The summer before trailing off to college, my mother asked, “What are you doing with your hair?” My yarn twists—yes, twists made of yarn—had grown out, and my thick, significantly browner roots were threatening to take over. “I’ll just get it done again,” I told her. That would buy me some time before I had to face another box of TCB permanent relaxer. If you’ve ever seen them, these beautiful Black women are smiling back at you through hair so full of body; so sleek, long, and STRAIGHT. Or they grin from beneath some short, sassy cut that took all manner of patience and pain to achieve.


I was proud. I had gone five whole months without falling for this chemical setting of fire to my scalp. Now, there was an alternative to this, but my mother didn’t want to hear it. Imus can’t say “nappy” like the women I know. Nappy can’t get you a job, a man, or a pillow in your own mama’s house!


But when my first semester ended, I had a 3.9 AND my first, real African-American Studies course under my belt. Not to mention, there was plenty of new growth under these kinky twists.
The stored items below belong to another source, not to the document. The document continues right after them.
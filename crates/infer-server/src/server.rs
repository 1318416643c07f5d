//! Server setup and routing.

use axum::{
    routing::{get, post},
    Router,
};
use tokio_util::sync::CancellationToken;
use tower_http::cors::CorsLayer;

use crate::{handlers, state::AppState};

/// Create the API router with all routes.
pub fn create_router(state: AppState) -> Router {
    Router::new()
        .route(
            "/api/v1/open_inference_session",
            get(handlers::handle_open_session),
        )
        .route(
            "/api/v1/close_inference_session",
            get(handlers::handle_close_session),
        )
        .route(
            "/api/v1/generate",
            post(handlers::handle_generate).get(handlers::handle_generate),
        )
        .route("/api/v1/sessions", get(handlers::handle_list_sessions))
        .route("/health", get(handlers::handle_health))
        .layer(CorsLayer::permissive())
        .with_state(state)
}

/// Run the HTTP server until Ctrl-C, with the session reaper alongside. Every open
/// session is released before returning.
pub async fn run_server(state: AppState) -> std::io::Result<()> {
    let addr = state.config.bind;
    let shutdown = CancellationToken::new();
    let reaper = state
        .registry
        .spawn_reaper(state.config.sweep_interval(), shutdown.clone());

    let app = create_router(state.clone());
    let listener = tokio::net::TcpListener::bind(addr).await?;
    tracing::info!(addr = %listener.local_addr()?, "listening");

    let signal = shutdown.clone();
    let served = axum::serve(listener, app)
        .with_graceful_shutdown(async move {
            tokio::select! {
                _ = tokio::signal::ctrl_c() => tracing::info!("shutdown requested"),
                _ = signal.cancelled() => {}
            }
        })
        .await;

    shutdown.cancel();
    if let Err(e) = reaper.await {
        tracing::warn!(error = %e, "session reaper exited abnormally");
    }
    let released = state.registry.close_all().await;
    tracing::info!(released, "released open sessions");
    served
}
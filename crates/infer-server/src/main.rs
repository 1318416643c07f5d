use std::net::SocketAddr;
use std::path::PathBuf;
use std::sync::Arc;

use anyhow::Context;
use clap::Parser;
use infer_server::{run_server, AppState, MonotonicClock, ServerConfig};
use tracing_subscriber::EnvFilter;

/// Session-aware text generation gateway.
#[derive(Debug, Parser)]
#[command(name = "infer-server", version, about)]
struct Cli {
    /// TOML configuration file.
    #[arg(long)]
    config: Option<PathBuf>,

    /// Listen address, e.g. 0.0.0.0:5000.
    #[arg(long)]
    bind: Option<SocketAddr>,

    /// Maximum number of simultaneously open sessions.
    #[arg(long)]
    max_sessions: Option<usize>,

    /// Idle seconds before a session expires.
    #[arg(long)]
    step_timeout_secs: Option<u64>,

    /// Model used when a request does not name one.
    #[arg(long)]
    default_model: Option<String>,
}

impl Cli {
    fn apply(self, config: &mut ServerConfig) {
        if let Some(bind) = self.bind {
            config.bind = bind;
        }
        if let Some(max) = self.max_sessions {
            config.max_sessions = max;
        }
        if let Some(secs) = self.step_timeout_secs {
            config.step_timeout_secs = secs;
        }
        if let Some(model) = self.default_model {
            config.default_model = model;
        }
    }
}

#[tokio::main]
async fn main() -> anyhow::Result<()> {
    tracing_subscriber::fmt()
        .with_env_filter(
            EnvFilter::try_from_default_env().unwrap_or_else(|_| EnvFilter::new("info")),
        )
        .init();

    let cli = Cli::parse();
    let mut config = ServerConfig::load(cli.config.as_deref()).context("loading configuration")?;
    cli.apply(&mut config);
    config.validate().context("validating configuration")?;

    tracing::info!(
        default_model = %config.default_model,
        max_sessions = config.max_sessions,
        step_timeout_secs = config.step_timeout_secs,
        "starting infer-server"
    );

    let state = AppState::from_config(config, Arc::new(MonotonicClock));
    run_server(state).await.context("server error")?;
    Ok(())
}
I figured I would fight that good fight again:


“Mommy, I’m 18!”


“But Mommy, it’s my head!”


“Ma, I don’t care what they say at church!”


“What if I already made the appointment?”


“Chaunté thinks it would be cute.”


Best friend confirmation works sometimes. But in my valiant efforts to convince my mother, I discovered I was losing confidence myself.


“Well…if I don’t like it, I’ll just get a perm…” I was in too deep to turn back now. And on January 4, 2006, as India.Arie sang “I Am Not My Hair” on the radio—no lie—I did it.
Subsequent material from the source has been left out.